## Task statement
Write out exactly the lines of the entries below from the one holding "let message = build_message(&self.settings, &report);" to the one holding "let rejected = results.iter().filter(|result|", inclusive, and leave out all other lines.

## Data extracts

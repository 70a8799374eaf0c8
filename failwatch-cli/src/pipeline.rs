//! Report pipeline
//!
//! Query Rundeck, stop early when nothing failed, otherwise render the
//! digest and hand it to the mail provider. Both external systems sit
//! behind traits so the whole flow can be exercised without a network.

use std::fmt;
use std::sync::Arc;

use async_trait::async_trait;
use failwatch_client::{ClientError, RundeckClient};
use failwatch_core::digest::{render_digest, subject_line};
use failwatch_core::domain::message::{OutboundMessage, Recipient, Sender};
use failwatch_core::domain::query::ExecutionQuery;
use failwatch_core::domain::report::Report;
use failwatch_mailer::{MailError, MandrillClient, SendResult};
use tracing::{info, warn};

use crate::config::Config;
use crate::error::Result;

/// Source of failed executions
#[async_trait]
pub trait ExecutionSource: Send + Sync {
    /// Fetch the failed executions matching a query
    async fn failed_executions(
        &self,
        query: &ExecutionQuery,
    ) -> std::result::Result<Report, ClientError>;
}

/// Delivery channel for the digest
#[async_trait]
pub trait Notifier: Send + Sync {
    /// Send one message to all of its recipients
    async fn send(
        &self,
        message: &OutboundMessage,
    ) -> std::result::Result<Vec<SendResult>, MailError>;
}

#[async_trait]
impl ExecutionSource for RundeckClient {
    async fn failed_executions(
        &self,
        query: &ExecutionQuery,
    ) -> std::result::Result<Report, ClientError> {
        RundeckClient::failed_executions(self, query).await
    }
}

#[async_trait]
impl Notifier for MandrillClient {
    async fn send(
        &self,
        message: &OutboundMessage,
    ) -> std::result::Result<Vec<SendResult>, MailError> {
        MandrillClient::send(self, message).await
    }
}

/// Who receives the digest and how its subject is branded
#[derive(Debug, Clone)]
pub struct DigestSettings {
    pub sender: Sender,
    pub recipients: Vec<Recipient>,
    pub system_name: String,
}

impl From<&Config> for DigestSettings {
    fn from(config: &Config) -> Self {
        Self {
            sender: config.sender(),
            recipients: config.recipients(),
            system_name: config.system_name.clone(),
        }
    }
}

/// How a successful run ended
#[derive(Debug, Clone, PartialEq, Eq)]
pub enum Outcome {
    /// Nothing failed in the window; no message was built
    NoFailures { recent_filter: String },

    /// The digest was handed to the mail provider
    Dispatched { failures: usize },

    /// The digest was built but only printed
    DryRun {
        failures: usize,
        subject: String,
        body: String,
    },
}

impl fmt::Display for Outcome {
    fn fmt(&self, f: &mut fmt::Formatter<'_>) -> fmt::Result {
        match self {
            Outcome::NoFailures { recent_filter } => {
                write!(f, "No failed jobs found in the period [{recent_filter}].")
            }
            Outcome::Dispatched { failures } => write!(f, "{failures} failed jobs found."),
            Outcome::DryRun {
                failures,
                subject,
                body,
            } => {
                writeln!(f, "Subject: {subject}")?;
                writeln!(f)?;
                write!(f, "{body}")?;
                write!(f, "{failures} failed jobs found (dry run, nothing sent).")
            }
        }
    }
}

/// Build the message for a non-empty report
pub fn build_message(settings: &DigestSettings, report: &Report) -> OutboundMessage {
    OutboundMessage::new(
        settings.sender.clone(),
        settings.recipients.clone(),
        subject_line(&settings.system_name, report),
        render_digest(report),
    )
}

/// One query-format-dispatch run
pub struct Pipeline {
    source: Arc<dyn ExecutionSource>,
    notifier: Arc<dyn Notifier>,
    settings: DigestSettings,
}

impl Pipeline {
    pub fn new(
        source: Arc<dyn ExecutionSource>,
        notifier: Arc<dyn Notifier>,
        settings: DigestSettings,
    ) -> Self {
        Self {
            source,
            notifier,
            settings,
        }
    }

    /// Run the pipeline once
    ///
    /// # Arguments
    /// * `query` - Project, group and recency window to report on
    /// * `dry_run` - Build the digest but do not send it
    pub async fn run(&self, query: &ExecutionQuery, dry_run: bool) -> Result<Outcome> {
        let report = self.source.failed_executions(query).await?;

        if report.is_empty() {
            info!(
                recent_filter = query.recent_filter(),
                "No failed executions in window, skipping dispatch"
            );
            return Ok(Outcome::NoFailures {
                recent_filter: query.recent_filter().to_string(),
            });
        }

        let failures = report.len();
        let message = build_message(&self.settings, &report);

        if dry_run {
            info!("Dry run, not sending the digest");
            return Ok(Outcome::DryRun {
                failures,
                subject: message.subject,
                body: message.text,
            });
        }

        let results = self.notifier.send(&message).await?;

        let rejected = results.iter().filter(|result| result.is_rejected()).count();
        if rejected > 0 {
            warn!(
                "{} of {} recipient(s) were rejected by the mail provider",
                rejected,
                results.len()
            );
        }
        info!(failures, recipients = results.len(), "Digest sent");

        Ok(Outcome::Dispatched { failures })
    }
}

## Answer section
        let message = build_message(&self.settings, &report);

        if dry_run {
            info!("Dry run, not sending the digest");
            return Ok(Outcome::DryRun {
                failures,
                subject: message.subject,
                body: message.text,
            });
        }

        let results = self.notifier.send(&message).await?;

        let rejected = results.iter().filter(|result| result.is_rejected()).count();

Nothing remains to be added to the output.